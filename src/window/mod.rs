//! The Window global
//!
//! A [`Window`] is the global object of one document. It owns the per-window
//! schedulers (idle callbacks, animation frames), its event listeners and its
//! error sink, and it reaches everything else (event loop, URL parser, clone
//! codec, navigable) through shared collaborators.
//!
//! Windows are always handled as `Rc<Window>`: queued tasks and opener links
//! keep references to them.

mod animation;
mod events;
pub mod features;
mod idle;
mod messaging;
mod open;
pub mod popup;

pub use animation::{AnimationFrameCallbackDriver, FrameRequestCallback};
pub use events::{event_types, EventListener, ListenerId, MessageEvent};
pub use features::{tokenize_features, FeatureMap};
pub use idle::{IdleDeadline, IdleRequestCallback, IdleRequestOptions, IdleScheduler};
pub use messaging::{TargetOrigin, WindowPostMessageOptions};
pub use popup::{check_if_a_popup_window_is_requested, parse_boolean_feature, PopupDecision};

use std::cell::{Cell, RefCell};
use std::fmt;
use std::rc::{Rc, Weak};
use std::sync::atomic::{AtomicU64, Ordering};

use tracing::warn;

use crate::config::WindowConfig;
use crate::error::{Error, Result};
use crate::event_loop::EventLoop;
use crate::navigable::Navigable;
use crate::origin::{self, Origin, StandardUrlResolver, Url, UrlResolver};
use crate::runtime::{CloneCodec, CloneOptions, StructuredCloneCodec};

use events::RegisteredListener;

static NEXT_WINDOW_ID: AtomicU64 = AtomicU64::new(1);

/// A browsing-context global
pub struct Window {
    id: u64,
    config: WindowConfig,
    event_loop: Rc<EventLoop>,
    url_resolver: Rc<dyn UrlResolver>,
    codec: Rc<dyn CloneCodec>,
    document_url: RefCell<Url>,
    origin: RefCell<Origin>,
    navigable: RefCell<Option<Weak<dyn Navigable>>>,
    opener: RefCell<Option<Weak<Window>>>,
    status: RefCell<String>,
    last_activation_timestamp: Cell<Option<f64>>,
    listeners: RefCell<Vec<RegisteredListener>>,
    next_listener_id: Cell<u64>,
    idle_callbacks: RefCell<IdleScheduler>,
    animation_frames: RefCell<AnimationFrameCallbackDriver>,
    reported_exceptions: RefCell<Vec<String>>,
}

/// Builder for [`Window`]
pub struct WindowBuilder {
    event_loop: Rc<EventLoop>,
    config: WindowConfig,
    url: Option<Url>,
    origin: Option<Origin>,
    url_resolver: Option<Rc<dyn UrlResolver>>,
    codec: Option<Rc<dyn CloneCodec>>,
}

impl WindowBuilder {
    /// Per-window settings. The scheduling fields (`max_idle_period_ms`,
    /// `max_tasks_per_drain`) belong to the shared event loop and are taken
    /// from the config it was created with, not from this one.
    pub fn config(mut self, config: WindowConfig) -> Self {
        self.config = config;
        self
    }

    /// Document URL (defaults to about:blank)
    pub fn url(mut self, url: Url) -> Self {
        self.url = Some(url);
        self
    }

    /// Document origin (defaults to the URL's origin)
    pub fn origin(mut self, origin: Origin) -> Self {
        self.origin = Some(origin);
        self
    }

    pub fn url_resolver(mut self, resolver: Rc<dyn UrlResolver>) -> Self {
        self.url_resolver = Some(resolver);
        self
    }

    pub fn codec(mut self, codec: Rc<dyn CloneCodec>) -> Self {
        self.codec = Some(codec);
        self
    }

    pub fn build(self) -> Result<Rc<Window>> {
        let url = match self.url {
            Some(url) => url,
            None => origin::about_blank()?,
        };
        let origin = self.origin.unwrap_or_else(|| url.origin());
        let url_resolver: Rc<dyn UrlResolver> = match self.url_resolver {
            Some(resolver) => resolver,
            None => Rc::new(StandardUrlResolver),
        };
        let codec: Rc<dyn CloneCodec> = match self.codec {
            Some(codec) => codec,
            None => Rc::new(StructuredCloneCodec::new(CloneOptions {
                max_depth: self.config.clone_max_depth,
            })),
        };

        Ok(Rc::new(Window {
            id: NEXT_WINDOW_ID.fetch_add(1, Ordering::Relaxed),
            config: self.config,
            event_loop: self.event_loop,
            url_resolver,
            codec,
            document_url: RefCell::new(url),
            origin: RefCell::new(origin),
            navigable: RefCell::new(None),
            opener: RefCell::new(None),
            status: RefCell::new(String::new()),
            last_activation_timestamp: Cell::new(None),
            listeners: RefCell::new(Vec::new()),
            next_listener_id: Cell::new(1),
            idle_callbacks: RefCell::new(IdleScheduler::new()),
            animation_frames: RefCell::new(AnimationFrameCallbackDriver::new()),
            reported_exceptions: RefCell::new(Vec::new()),
        }))
    }
}

impl Window {
    pub fn builder(event_loop: Rc<EventLoop>) -> WindowBuilder {
        WindowBuilder {
            event_loop,
            config: WindowConfig::default(),
            url: None,
            origin: None,
            url_resolver: None,
            codec: None,
        }
    }

    pub fn id(&self) -> u64 {
        self.id
    }

    pub fn config(&self) -> &WindowConfig {
        &self.config
    }

    pub fn event_loop(&self) -> &Rc<EventLoop> {
        &self.event_loop
    }

    pub fn document_url(&self) -> Url {
        self.document_url.borrow().clone()
    }

    /// Origin of the active document
    pub fn origin(&self) -> Origin {
        self.origin.borrow().clone()
    }

    /// Replace the active document's URL. A non-about:blank URL also
    /// replaces the origin.
    pub fn set_document_url(&self, url: Url) {
        if !origin::url_matches_about_blank(&url) {
            *self.origin.borrow_mut() = url.origin();
        }
        *self.document_url.borrow_mut() = url;
    }

    pub fn navigable(&self) -> Option<Rc<dyn Navigable>> {
        self.navigable.borrow().as_ref().and_then(Weak::upgrade)
    }

    pub fn set_navigable(&self, navigable: &Rc<dyn Navigable>) {
        *self.navigable.borrow_mut() = Some(Rc::downgrade(navigable));
    }

    /// The window that opened this one, if it is still alive
    pub fn opener(&self) -> Option<Rc<Window>> {
        self.opener.borrow().as_ref().and_then(Weak::upgrade)
    }

    pub fn set_opener(&self, opener: Option<&Rc<Window>>) {
        *self.opener.borrow_mut() = opener.map(Rc::downgrade);
    }

    /// The navigable's target name, or "" without a navigable
    pub fn name(&self) -> String {
        self.navigable()
            .map(|navigable| navigable.target_name())
            .unwrap_or_default()
    }

    pub fn set_name(&self, name: &str) {
        if let Some(navigable) = self.navigable() {
            navigable.set_target_name(name);
        }
    }

    pub fn status(&self) -> String {
        self.status.borrow().clone()
    }

    pub fn set_status(&self, status: &str) {
        *self.status.borrow_mut() = status.to_string();
    }

    /// Record a user activation at the current time
    pub fn notify_activation(&self) {
        self.last_activation_timestamp
            .set(Some(self.event_loop.current_time()));
    }

    /// Whether a user activation happened within the transient activation duration
    pub fn has_transient_activation(&self) -> bool {
        let Some(last) = self.last_activation_timestamp.get() else {
            return false;
        };
        let now = self.event_loop.current_time();
        last <= now && now < last + self.config.transient_activation_duration_ms
    }

    /// Names of the optional debugging interfaces this window exposes
    pub fn exposed_interfaces(&self) -> Vec<&'static str> {
        let mut interfaces = Vec::new();
        if self.config.expose_inspector {
            interfaces.push("inspector");
        }
        if self.config.expose_internals {
            interfaces.push("internals");
        }
        interfaces
    }

    /// Report an uncaught callback error to the window's error sink
    pub fn report_exception(&self, error: &Error) {
        warn!(target: "skylight::window", window = self.id, %error, "uncaught exception");
        self.reported_exceptions.borrow_mut().push(error.to_string());
    }

    /// Every error reported so far, oldest first
    pub fn reported_exceptions(&self) -> Vec<String> {
        self.reported_exceptions.borrow().clone()
    }

    pub(crate) fn url_resolver(&self) -> &Rc<dyn UrlResolver> {
        &self.url_resolver
    }

    pub(crate) fn codec(&self) -> &Rc<dyn CloneCodec> {
        &self.codec
    }
}

impl fmt::Debug for Window {
    fn fmt(&self, f: &mut fmt::Formatter<'_>) -> fmt::Result {
        f.debug_struct("Window")
            .field("id", &self.id)
            .field("url", &self.document_url.borrow().as_str())
            .field("origin", &self.origin.borrow().ascii_serialization())
            .finish_non_exhaustive()
    }
}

→ WHAT IS REQUIRED
The string "push" marks the lines to copy; report each of them from the data above.

→ SOLUTION
            interfaces.push("inspector");
            interfaces.push("internals");
        self.reported_exceptions.borrow_mut().push(error.to_string());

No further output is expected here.